### [Exercise directions]
Work out the number of lines below containing the word "other" and give nothing besides it.

Extracted data entries
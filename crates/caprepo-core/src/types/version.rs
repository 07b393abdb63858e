//! Structured versions
//!
//! A version has three numeric segments and an optional qualifier:
//! `major[.minor[.micro[.qualifier]]]`. Versions are totally ordered,
//! numerically by segment and then lexically by qualifier, so `1.2.0`
//! sorts before `1.10.0`.

use crate::error::{CoreError, Result};
use serde::{Deserialize, Deserializer, Serialize, Serializer};
use std::cmp::Ordering;
use std::fmt;
use std::str::FromStr;

/// Structured, totally ordered version
#[derive(Debug, Clone, PartialEq, Eq, Hash, Default)]
pub struct Version {
    pub major: u64,
    pub minor: u64,
    pub micro: u64,
    pub qualifier: String,
}

impl Version {
    /// Create a version without qualifier
    pub fn new(major: u64, minor: u64, micro: u64) -> Self {
        Self {
            major,
            minor,
            micro,
            qualifier: String::new(),
        }
    }

    /// Create a version with a qualifier
    pub fn with_qualifier(
        major: u64,
        minor: u64,
        micro: u64,
        qualifier: impl Into<String>,
    ) -> Result<Self> {
        let qualifier = qualifier.into();
        validate_qualifier(&qualifier, &qualifier)?;
        Ok(Self {
            major,
            minor,
            micro,
            qualifier,
        })
    }

    /// The empty version `0.0.0`
    pub fn empty() -> Self {
        Self::default()
    }

    /// Parse a version string
    ///
    /// The empty string (after trimming) parses to `0.0.0`.
    pub fn parse(text: &str) -> Result<Self> {
        let trimmed = text.trim();
        if trimmed.is_empty() {
            return Ok(Self::empty());
        }

        let mut parts = trimmed.splitn(4, '.');
        let major = parse_segment(text, parts.next())?;
        let minor = match parts.next() {
            Some(part) => parse_segment(text, Some(part))?,
            None => 0,
        };
        let micro = match parts.next() {
            Some(part) => parse_segment(text, Some(part))?,
            None => 0,
        };
        let qualifier = parts.next().unwrap_or_default().to_string();
        validate_qualifier(text, &qualifier)?;

        Ok(Self {
            major,
            minor,
            micro,
            qualifier,
        })
    }
}

fn parse_segment(text: &str, part: Option<&str>) -> Result<u64> {
    let part = part.unwrap_or_default();
    if part.is_empty() || !part.bytes().all(|b| b.is_ascii_digit()) {
        return Err(CoreError::InvalidVersion {
            value: text.to_string(),
            message: format!("invalid numeric segment '{}'", part),
        });
    }
    part.parse::<u64>().map_err(|e| CoreError::InvalidVersion {
        value: text.to_string(),
        message: e.to_string(),
    })
}

fn validate_qualifier(text: &str, qualifier: &str) -> Result<()> {
    let valid = qualifier
        .chars()
        .all(|c| c.is_ascii_alphanumeric() || c == '_' || c == '-');
    if valid {
        Ok(())
    } else {
        Err(CoreError::InvalidVersion {
            value: text.to_string(),
            message: format!("invalid qualifier '{}'", qualifier),
        })
    }
}

impl Ord for Version {
    fn cmp(&self, other: &Self) -> Ordering {
        self.major
            .cmp(&other.major)
            .then(self.minor.cmp(&other.minor))
            .then(self.micro.cmp(&other.micro))
            .then_with(|| self.qualifier.cmp(&other.qualifier))
    }
}

impl PartialOrd for Version {
    fn partial_cmp(&self, other: &Self) -> Option<Ordering> {
        Some(self.cmp(other))
    }
}

impl fmt::Display for Version {
    fn fmt(&self, f: &mut fmt::Formatter<'_>) -> fmt::Result {
        write!(f, "{}.{}.{}", self.major, self.minor, self.micro)?;
        if !self.qualifier.is_empty() {
            write!(f, ".{}", self.qualifier)?;
        }
        Ok(())
    }
}

impl FromStr for Version {
    type Err = CoreError;

    fn from_str(s: &str) -> Result<Self> {
        Version::parse(s)
    }
}

impl Serialize for Version {
    fn serialize<S: Serializer>(&self, serializer: S) -> std::result::Result<S::Ok, S::Error> {
        serializer.collect_str(self)
    }
}

impl<'de> Deserialize<'de> for Version {
    fn deserialize<D: Deserializer<'de>>(deserializer: D) -> std::result::Result<Self, D::Error> {
        let text = String::deserialize(deserializer)?;
        Version::parse(&text).map_err(serde::de::Error::custom)
    }
}

/// Version interval such as `[1.0,2.0)`
///
/// A bare version `v` is the half-open range `[v, ∞)`.
#[derive(Debug, Clone, PartialEq, Eq)]
pub struct VersionRange {
    pub floor: Version,
    pub floor_inclusive: bool,
    pub ceiling: Option<Version>,
    pub ceiling_inclusive: bool,
}

impl VersionRange {
    /// Range containing every version at or above `floor`
    pub fn at_least(floor: Version) -> Self {
        Self {
            floor,
            floor_inclusive: true,
            ceiling: None,
            ceiling_inclusive: false,
        }
    }

    /// Parse interval notation or a bare version
    pub fn parse(text: &str) -> Result<Self> {
        let trimmed = text.trim();
        let invalid = |message: &str| CoreError::InvalidVersionRange {
            value: text.to_string(),
            message: message.to_string(),
        };

        let floor_inclusive = match trimmed.chars().next() {
            Some('[') => true,
            Some('(') => false,
            _ => return Ok(Self::at_least(Version::parse(trimmed)?)),
        };
        let ceiling_inclusive = match trimmed.chars().last() {
            Some(']') => true,
            Some(')') => false,
            _ => return Err(invalid("missing closing bracket")),
        };
        if trimmed.len() < 2 {
            return Err(invalid("missing closing bracket"));
        }

        let body = &trimmed[1..trimmed.len() - 1];
        let (floor, ceiling) = body
            .split_once(',')
            .ok_or_else(|| invalid("expected two comma separated versions"))?;
        if ceiling.contains(',') {
            return Err(invalid("expected two comma separated versions"));
        }

        let floor = Version::parse(floor).map_err(|e| invalid(&e.to_string()))?;
        let ceiling = Version::parse(ceiling).map_err(|e| invalid(&e.to_string()))?;

        Ok(Self {
            floor,
            floor_inclusive,
            ceiling: Some(ceiling),
            ceiling_inclusive,
        })
    }

    /// Check whether a version lies inside this range
    pub fn includes(&self, version: &Version) -> bool {
        let above_floor = if self.floor_inclusive {
            version >= &self.floor
        } else {
            version > &self.floor
        };
        let below_ceiling = match &self.ceiling {
            None => true,
            Some(ceiling) if self.ceiling_inclusive => version <= ceiling,
            Some(ceiling) => version < ceiling,
        };
        above_floor && below_ceiling
    }

    /// Render the range as a filter expression over `attribute`
    ///
    /// The filter language only has `>=` and `<=`, so exclusive bounds are
    /// expressed by negating the opposite inclusive comparison.
    pub fn to_filter(&self, attribute: &str) -> String {
        let floor = if self.floor_inclusive {
            format!("({}>={})", attribute, self.floor)
        } else {
            format!("(!({}<={}))", attribute, self.floor)
        };
        match &self.ceiling {
            None => floor,
            Some(ceiling) => {
                let ceiling = if self.ceiling_inclusive {
                    format!("({}<={})", attribute, ceiling)
                } else {
                    format!("(!({}>={}))", attribute, ceiling)
                };
                format!("(&{}{})", floor, ceiling)
            }
        }
    }
}

impl fmt::Display for VersionRange {
    fn fmt(&self, f: &mut fmt::Formatter<'_>) -> fmt::Result {
        match &self.ceiling {
            None => write!(f, "{}", self.floor),
            Some(ceiling) => write!(
                f,
                "{}{},{}{}",
                if self.floor_inclusive { '[' } else { '(' },
                self.floor,
                ceiling,
                if self.ceiling_inclusive { ']' } else { ')' }
            ),
        }
    }
}

impl FromStr for VersionRange {
    type Err = CoreError;

    fn from_str(s: &str) -> Result<Self> {
        VersionRange::parse(s)
    }
}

### [Result]
7